Louis Napoleon's Failed Return 00:15:05
I just walked in to find Matt Lieb here with that all over my face.
Oh, wow.
Okay.
Oh, sorry.
Did I go too fast?
No, no, that's the way you do a yes and, you know, you just keep it.
You just keep building, baby.
I do a yes and my version is yes and was that okay?
I always like to ask that after.
Yes, and yes, and was I allowed to end like that?
That's how I go.
Was that acceptable to you?
Yes.
This is why I failed at the Groundlings.
Oh, God.
I'm just kidding.
I never did it at Groundlings.
I've never taken an improv class.
And it shouldn't.
Neither have I. Neither have I.
I knew too many people who were into improv and decided absolutely not.
Same.
Never, never.
Never ever.
Hard same.
Yeah.
Yeah.
It is weird because like one out of a hundred of the like improvisers that I know or that I've seen, I'm like, that's the funniest person I've ever seen.
Yes.
But then that means 99% are just terrible.
Look, every terrible improv person we've ever needed was just the price we all paid as a society to get Tim Robinson.
Exactly.
Exactly.
And you know what?
Still not worth it.
And a lot of people want to say like, oh, well, you know, stand-up comedy is also bad.
Yeah, but at least stand-up comics are sad and bad.
Yeah.
You know, it is.
The improvisers, they're just like happy and bad.
And that's not fair.
It is very funny that like anyway, that would be getting too far off topic.
Let's talk more about Louis motherfucking Napoleon.
By 1837, when Louis Napoleon tried his ill-fated attempt to coup the French government, the first one, he had already let himself become completely obsessed with the idea of taking back the crown of his uncle from King Louis-Philippe.
The fact that his punishment for that coup had not even amounted to a slap on the wrist, but in fact, in fact, a paid vacation, meant that he had not been incentivized against trying again.
Look, if you spent a day failing to take over France and got like lightly beaten up and then was given $200,000, do you think you might try to take over France again, Madeline?
I mean, I would just assume that that's how I get more money.

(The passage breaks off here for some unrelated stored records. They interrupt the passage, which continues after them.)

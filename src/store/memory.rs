//! store::memory
//!
//! In-memory reference implementation of the persistence collaborator.
//!
//! # Architecture
//!
//! Documents, edges, history, and tags live behind one `RwLock`. The
//! version check parses only a small envelope from each document, the same
//! envelope-first pattern used for version dispatch when parsing stored
//! metadata. Suitable for tests and for embedding where durability is not
//! required.

use std::collections::{BTreeMap, HashMap};
use std::sync::RwLock;

use serde::Deserialize;

use super::{EntityStore, StoreError, VersionRecord};
use crate::core::entity::TagLabel;
use crate::core::fqn::Fqn;
use crate::core::types::{EntityId, EntityKind, VersionNumber};
use crate::graph::{Edge, EdgeIndex, EdgePattern};

/// The envelope fields the store needs from a document.
#[derive(Debug, Deserialize)]
#[serde(rename_all = "camelCase")]
struct DocumentEnvelope {
    version: VersionNumber,
    #[serde(default)]
    fully_qualified_name: Option<Fqn>,
}

#[derive(Debug, Clone)]
struct StoredDocument {
    json: String,
    version: VersionNumber,
    fqn: Option<Fqn>,
}

#[derive(Debug, Default)]
struct Inner {
    documents: HashMap<(EntityKind, EntityId), StoredDocument>,
    by_name: HashMap<(EntityKind, Fqn), EntityId>,
    edges: EdgeIndex,
    versions: HashMap<EntityId, BTreeMap<VersionNumber, VersionRecord>>,
    tags: HashMap<Fqn, Vec<TagLabel>>,
}

/// In-memory entity store with interior locking.
///
/// # Example
///
/// ```
/// use metastore::core::types::{EntityId, EntityKind};
/// use metastore::store::{EntityStore, InMemoryStore};
///
/// let store = InMemoryStore::new();
/// let kind = EntityKind::new("mlmodel").unwrap();
/// let id = EntityId::random();
///
/// assert!(store.get_document(&kind, id).unwrap().is_none());
/// ```
#[derive(Debug, Default)]
pub struct InMemoryStore {
    inner: RwLock<Inner>,
}

impl InMemoryStore {
    /// Create an empty store.
    pub fn new() -> Self {
        Self::default()
    }

    fn parse_envelope(document: &str) -> Result<DocumentEnvelope, StoreError> {
        serde_json::from_str(document).map_err(|e| StoreError::Parse(e.to_string()))
    }
}

impl EntityStore for InMemoryStore {
    fn get_document(
        &self,
        kind: &EntityKind,
        id: EntityId,
    ) -> Result<Option<String>, StoreError> {
        let inner = self.inner.read().expect("store lock poisoned");
        Ok(inner
            .documents
            .get(&(kind.clone(), id))
            .map(|d| d.json.clone()))
    }

    fn put_document(
        &self,
        kind: &EntityKind,
        id: EntityId,
        document: &str,
        expected_version: Option<VersionNumber>,
    ) -> Result<(), StoreError> {
        let envelope = Self::parse_envelope(document)?;
        let mut inner = self.inner.write().expect("store lock poisoned");
        let key = (kind.clone(), id);

        if let Some(expected) = expected_version {
            let actual = inner
                .documents
                .get(&key)
                .map(|d| d.version)
                .ok_or(StoreError::NotFound {
                    kind: kind.clone(),
                    id,
                })?;
            if actual != expected {
                return Err(StoreError::Conflict { expected, actual });
            }
        }

        // Keep the FQN lookup consistent across renames.
        if let Some(previous) = inner.documents.get(&key) {
            if let Some(old_fqn) = previous.fqn.clone() {
                inner.by_name.remove(&(kind.clone(), old_fqn));
            }
        }
        if let Some(fqn) = envelope.fully_qualified_name.clone() {
            inner.by_name.insert((kind.clone(), fqn), id);
        }

        inner.documents.insert(
            key,
            StoredDocument {
                json: document.to_string(),
                version: envelope.version,
                fqn: envelope.fully_qualified_name,
            },
        );
        Ok(())
    }

    fn delete_document(&self, kind: &EntityKind, id: EntityId) -> Result<(), StoreError> {
        let mut inner = self.inner.write().expect("store lock poisoned");
        let removed = inner
            .documents
            .remove(&(kind.clone(), id))
            .ok_or(StoreError::NotFound {
                kind: kind.clone(),
                id,
            })?;
        if let Some(fqn) = removed.fqn {
            inner.by_name.remove(&(kind.clone(), fqn));
        }
        Ok(())
    }

    fn find_id_by_name(
        &self,
        kind: &EntityKind,
        fqn: &Fqn,
    ) -> Result<Option<EntityId>, StoreError> {
        let inner = self.inner.read().expect("store lock poisoned");
        Ok(inner.by_name.get(&(kind.clone(), fqn.clone())).copied())
    }

    fn add_edge(&self, edge: Edge) -> Result<bool, StoreError> {
        let mut inner = self.inner.write().expect("store lock poisoned");
        Ok(inner.edges.add(edge))
    }

    fn delete_edges(&self, pattern: &EdgePattern) -> Result<usize, StoreError> {
        let mut inner = self.inner.write().expect("store lock poisoned");
        Ok(inner.edges.remove(pattern))
    }

    fn find_edges(&self, pattern: &EdgePattern) -> Result<Vec<Edge>, StoreError> {
        let inner = self.inner.read().expect("store lock poisoned");
        Ok(inner.edges.find(pattern))
    }

    fn put_version(&self, entity: EntityId, record: VersionRecord) -> Result<(), StoreError> {
        let mut inner = self.inner.write().expect("store lock poisoned");
        inner
            .versions
            .entry(entity)
            .or_default()
            .insert(record.version, record);
        Ok(())
    }

    fn get_versions(&self, entity: EntityId) -> Result<Vec<VersionRecord>, StoreError> {
        let inner = self.inner.read().expect("store lock poisoned");
        Ok(inner
            .versions
            .get(&entity)
            .map(|m| m.values().cloned().collect())
            .unwrap_or_default())
    }

    fn get_version(
        &self,
        entity: EntityId,
        version: VersionNumber,
    ) -> Result<Option<VersionRecord>, StoreError> {
        let inner = self.inner.read().expect("store lock poisoned");
        Ok(inner
            .versions
            .get(&entity)
            .and_then(|m| m.get(&version))
            .cloned())
    }

    fn delete_versions(&self, entity: EntityId) -> Result<(), StoreError> {
        let mut inner = self.inner.write().expect("store lock poisoned");
        inner.versions.remove(&entity);
        Ok(())
    }

    fn apply_tags(&self, target: &Fqn, labels: &[TagLabel]) -> Result<(), StoreError> {
        let mut inner = self.inner.write().expect("store lock poisoned");
        if labels.is_empty() {
            inner.tags.remove(target);
        } else {
            inner.tags.insert(target.clone(), labels.to_vec());
        }
        Ok(())
    }

    fn get_tags(&self, target: &Fqn) -> Result<Vec<TagLabel>, StoreError> {
        let inner = self.inner.read().expect("store lock poisoned");
        Ok(inner.tags.get(target).cloned().unwrap_or_default())
    }

    fn delete_tags(&self, target: &Fqn) -> Result<(), StoreError> {
        let mut inner = self.inner.write().expect("store lock poisoned");
        inner.tags.remove(target);
        Ok(())
    }
}

#[cfg(test)]
mod tests {
    use super::*;

    fn kind(s: &str) -> EntityKind {
        EntityKind::new(s).unwrap()
    }

    fn document(version: &str, fqn: Option<&str>) -> String {
        match fqn {
            Some(fqn) => format!(r#"{{"version": "{version}", "fullyQualifiedName": "{fqn}"}}"#),
            None => format!(r#"{{"version": "{version}"}}"#),
        }
    }

    mod documents {
        use super::*;

        #[test]
        fn put_then_get() {
            let store = InMemoryStore::new();
            let k = kind("mlmodel");
            let id = EntityId::random();

            store
                .put_document(&k, id, &document("0.1", None), None)
                .unwrap();
            assert!(store.get_document(&k, id).unwrap().is_some());
        }

        #[test]
        fn get_missing_is_none() {
            let store = InMemoryStore::new();
            assert!(store
                .get_document(&kind("mlmodel"), EntityId::random())
                .unwrap()
                .is_none());
        }

        #[test]
        fn version_check_passes_on_match() {
            let store = InMemoryStore::new();
            let k = kind("mlmodel");
            let id = EntityId::random();

            store
                .put_document(&k, id, &document("0.1", None), None)
                .unwrap();
            store
                .put_document(
                    &k,
                    id,
                    &document("0.2", None),
                    Some(VersionNumber::new(0, 1)),
                )
                .unwrap();
        }

        #[test]
        fn version_check_conflicts_on_mismatch() {
            let store = InMemoryStore::new();
            let k = kind("mlmodel");
            let id = EntityId::random();

            store
                .put_document(&k, id, &document("0.3", None), None)
                .unwrap();
            let err = store
                .put_document(
                    &k,
                    id,
                    &document("0.2", None),
                    Some(VersionNumber::new(0, 1)),
                )
                .unwrap_err();
            assert!(matches!(err, StoreError::Conflict { .. }));
        }

        #[test]
        fn malformed_document_rejected() {
            let store = InMemoryStore::new();
            let err = store
                .put_document(&kind("mlmodel"), EntityId::random(), "not json", None)
                .unwrap_err();
            assert!(matches!(err, StoreError::Parse(_)));
        }

        #[test]
        fn delete_missing_is_not_found() {
            let store = InMemoryStore::new();
            let err = store
                .delete_document(&kind("mlmodel"), EntityId::random())
                .unwrap_err();
            assert!(matches!(err, StoreError::NotFound { .. }));
        }
    }

    mod name_lookup {
        use super::*;

        #[test]
        fn fqn_lookup_follows_renames() {
            let store = InMemoryStore::new();
            let k = kind("mlmodel");
            let id = EntityId::random();
            let old_fqn = Fqn::from_joined("svcA.m1").unwrap();
            let new_fqn = Fqn::from_joined("svcB.m1").unwrap();

            store
                .put_document(&k, id, &document("0.1", Some("svcA.m1")), None)
                .unwrap();
            assert_eq!(store.find_id_by_name(&k, &old_fqn).unwrap(), Some(id));

            store
                .put_document(&k, id, &document("0.2", Some("svcB.m1")), None)
                .unwrap();
            assert_eq!(store.find_id_by_name(&k, &old_fqn).unwrap(), None);
            assert_eq!(store.find_id_by_name(&k, &new_fqn).unwrap(), Some(id));
        }

        #[test]
        fn delete_clears_lookup() {
            let store = InMemoryStore::new();
            let k = kind("mlmodel");
            let id = EntityId::random();
            let fqn = Fqn::from_joined("svc.m1").unwrap();

            store
                .put_document(&k, id, &document("0.1", Some("svc.m1")), None)
                .unwrap();
            store.delete_document(&k, id).unwrap();
            assert_eq!(store.find_id_by_name(&k, &fqn).unwrap(), None);
        }
    }

    mod history {
        use super::*;
        use crate::core::change::ChangeDescription;

        fn record(version: VersionNumber) -> VersionRecord {
            VersionRecord {
                version,
                document: document(&version.to_string(), None),
                change: ChangeDescription::new(VersionNumber::initial()),
                recorded_by: None,
            }
        }

        #[test]
        fn versions_returned_oldest_first() {
            let store = InMemoryStore::new();
            let id = EntityId::random();

            store.put_version(id, record(VersionNumber::new(0, 2))).unwrap();
            store.put_version(id, record(VersionNumber::new(0, 1))).unwrap();
            store.put_version(id, record(VersionNumber::new(1, 2))).unwrap();

            let versions: Vec<String> = store
                .get_versions(id)
                .unwrap()
                .iter()
                .map(|r| r.version.to_string())
                .collect();
            assert_eq!(versions, vec!["0.1", "0.2", "1.2"]);
        }

        #[test]
        fn get_single_version() {
            let store = InMemoryStore::new();
            let id = EntityId::random();
            store.put_version(id, record(VersionNumber::new(0, 1))).unwrap();

            assert!(store
                .get_version(id, VersionNumber::new(0, 1))
                .unwrap()
                .is_some());
            assert!(store
                .get_version(id, VersionNumber::new(0, 2))
                .unwrap()
                .is_none());
        }

        #[test]
        fn rewrite_same_version_replaces() {
            let store = InMemoryStore::new();
            let id = EntityId::random();
            store.put_version(id, record(VersionNumber::new(0, 1))).unwrap();
            store.put_version(id, record(VersionNumber::new(0, 1))).unwrap();
            assert_eq!(store.get_versions(id).unwrap().len(), 1);
        }
    }

    mod tags {
        use super::*;

        #[test]
        fn apply_replaces_full_set() {
            let store = InMemoryStore::new();
            let target = Fqn::from_joined("svc.m1").unwrap();
            let pii = TagLabel::new(Fqn::from_joined("classification.pii").unwrap());
            let tier = TagLabel::new(Fqn::from_joined("tier.gold").unwrap());

            store.apply_tags(&target, &[pii.clone(), tier]).unwrap();
            store.apply_tags(&target, &[pii.clone()]).unwrap();

            assert_eq!(store.get_tags(&target).unwrap(), vec![pii]);
        }

        #[test]
        fn empty_set_clears() {
            let store = InMemoryStore::new();
            let target = Fqn::from_joined("svc.m1").unwrap();
            let pii = TagLabel::new(Fqn::from_joined("classification.pii").unwrap());

            store.apply_tags(&target, &[pii]).unwrap();
            store.apply_tags(&target, &[]).unwrap();
            assert!(store.get_tags(&target).unwrap().is_empty());
        }
    }
}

Yeah, I would do it a second.
Absolutely.
I'd be like, well, that's a job.
Apparently, my job is try to take over France every once in a while.
Go to America, have fun.
Behavioral psychology is a complex field.
Absolutely.
But most people will agree when you give someone $200,000, that's an incentive.
Yeah.
You don't have to be Adam Smith to know that.
No, you really don't.
This is very simple economics.
Yeah, this is human behavior, even.
To his credit, former King Louis Bonaparte tries desperately to stop his son from continuing this course of action.
He begs Louis Napoleon to take his gifts and his talents and pursue a worthy life somewhere far outside of politics.
Take an improv class, please, Louis Napoleon.
Yeah, he begs him to avoid, quote, what are referred to as the great affairs of the world.
He's basically like, look, man, I know you want to be in power.
You like the idea of like being this huge historical figure.
I was a big historical figure and it actually sucks.
Don't do it.
Not fun.
He is desperately trying to give his son the best advice possible.
His kid does not listen.
He urges, again, to his credit, he's like, quote, enjoy some real pleasure during this brief existence of ours.
Like, don't, why do you want this job?
Just like you're a rich kid.
You hit the like inheritance jackpot.
Just live your life and enjoy it.
Like, make some art or something.
Louis Napoleon is not going to take this advice.
So the French guy.
My dad keeps buying me guitars and telling me to start a band and he's really pissing me off.
I don't want to be in a band.
I want to control an army and invade arbitrarily.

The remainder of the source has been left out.